INFORMATION SHOWN Start Marker
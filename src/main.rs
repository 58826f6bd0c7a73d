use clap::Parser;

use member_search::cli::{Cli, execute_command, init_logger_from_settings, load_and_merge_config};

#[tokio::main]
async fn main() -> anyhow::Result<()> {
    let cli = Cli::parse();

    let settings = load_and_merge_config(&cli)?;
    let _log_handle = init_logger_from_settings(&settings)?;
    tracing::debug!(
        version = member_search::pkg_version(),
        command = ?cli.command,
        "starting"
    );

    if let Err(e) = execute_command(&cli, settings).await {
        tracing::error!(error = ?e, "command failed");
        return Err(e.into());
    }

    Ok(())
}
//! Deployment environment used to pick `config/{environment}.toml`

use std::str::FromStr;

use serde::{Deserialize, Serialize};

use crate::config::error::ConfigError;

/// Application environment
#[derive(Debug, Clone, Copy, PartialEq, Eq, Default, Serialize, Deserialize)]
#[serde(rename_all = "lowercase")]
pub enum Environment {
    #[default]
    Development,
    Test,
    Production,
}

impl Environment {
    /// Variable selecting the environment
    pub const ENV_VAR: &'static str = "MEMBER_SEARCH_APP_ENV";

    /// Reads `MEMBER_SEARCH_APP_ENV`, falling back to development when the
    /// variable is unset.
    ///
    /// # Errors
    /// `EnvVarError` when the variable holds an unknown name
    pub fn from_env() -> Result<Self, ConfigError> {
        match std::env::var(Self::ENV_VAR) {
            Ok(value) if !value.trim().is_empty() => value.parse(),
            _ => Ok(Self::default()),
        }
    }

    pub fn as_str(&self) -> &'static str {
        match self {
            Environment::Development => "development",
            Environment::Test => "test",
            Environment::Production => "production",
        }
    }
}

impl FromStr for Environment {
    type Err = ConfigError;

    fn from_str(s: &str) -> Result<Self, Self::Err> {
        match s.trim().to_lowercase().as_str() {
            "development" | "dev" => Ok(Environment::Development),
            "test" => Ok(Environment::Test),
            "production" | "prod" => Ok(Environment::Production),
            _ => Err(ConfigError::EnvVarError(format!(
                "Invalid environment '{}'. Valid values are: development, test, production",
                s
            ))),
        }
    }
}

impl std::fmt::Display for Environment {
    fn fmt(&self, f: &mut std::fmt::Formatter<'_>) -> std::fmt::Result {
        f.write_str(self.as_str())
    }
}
INFORMATION SHOWN End Marker
### [TASK OBJECTIVE]
Across the listing above, report every line where "FromStr" occurs.

### [THE ANSWER]
use std::str::FromStr;
impl FromStr for Environment {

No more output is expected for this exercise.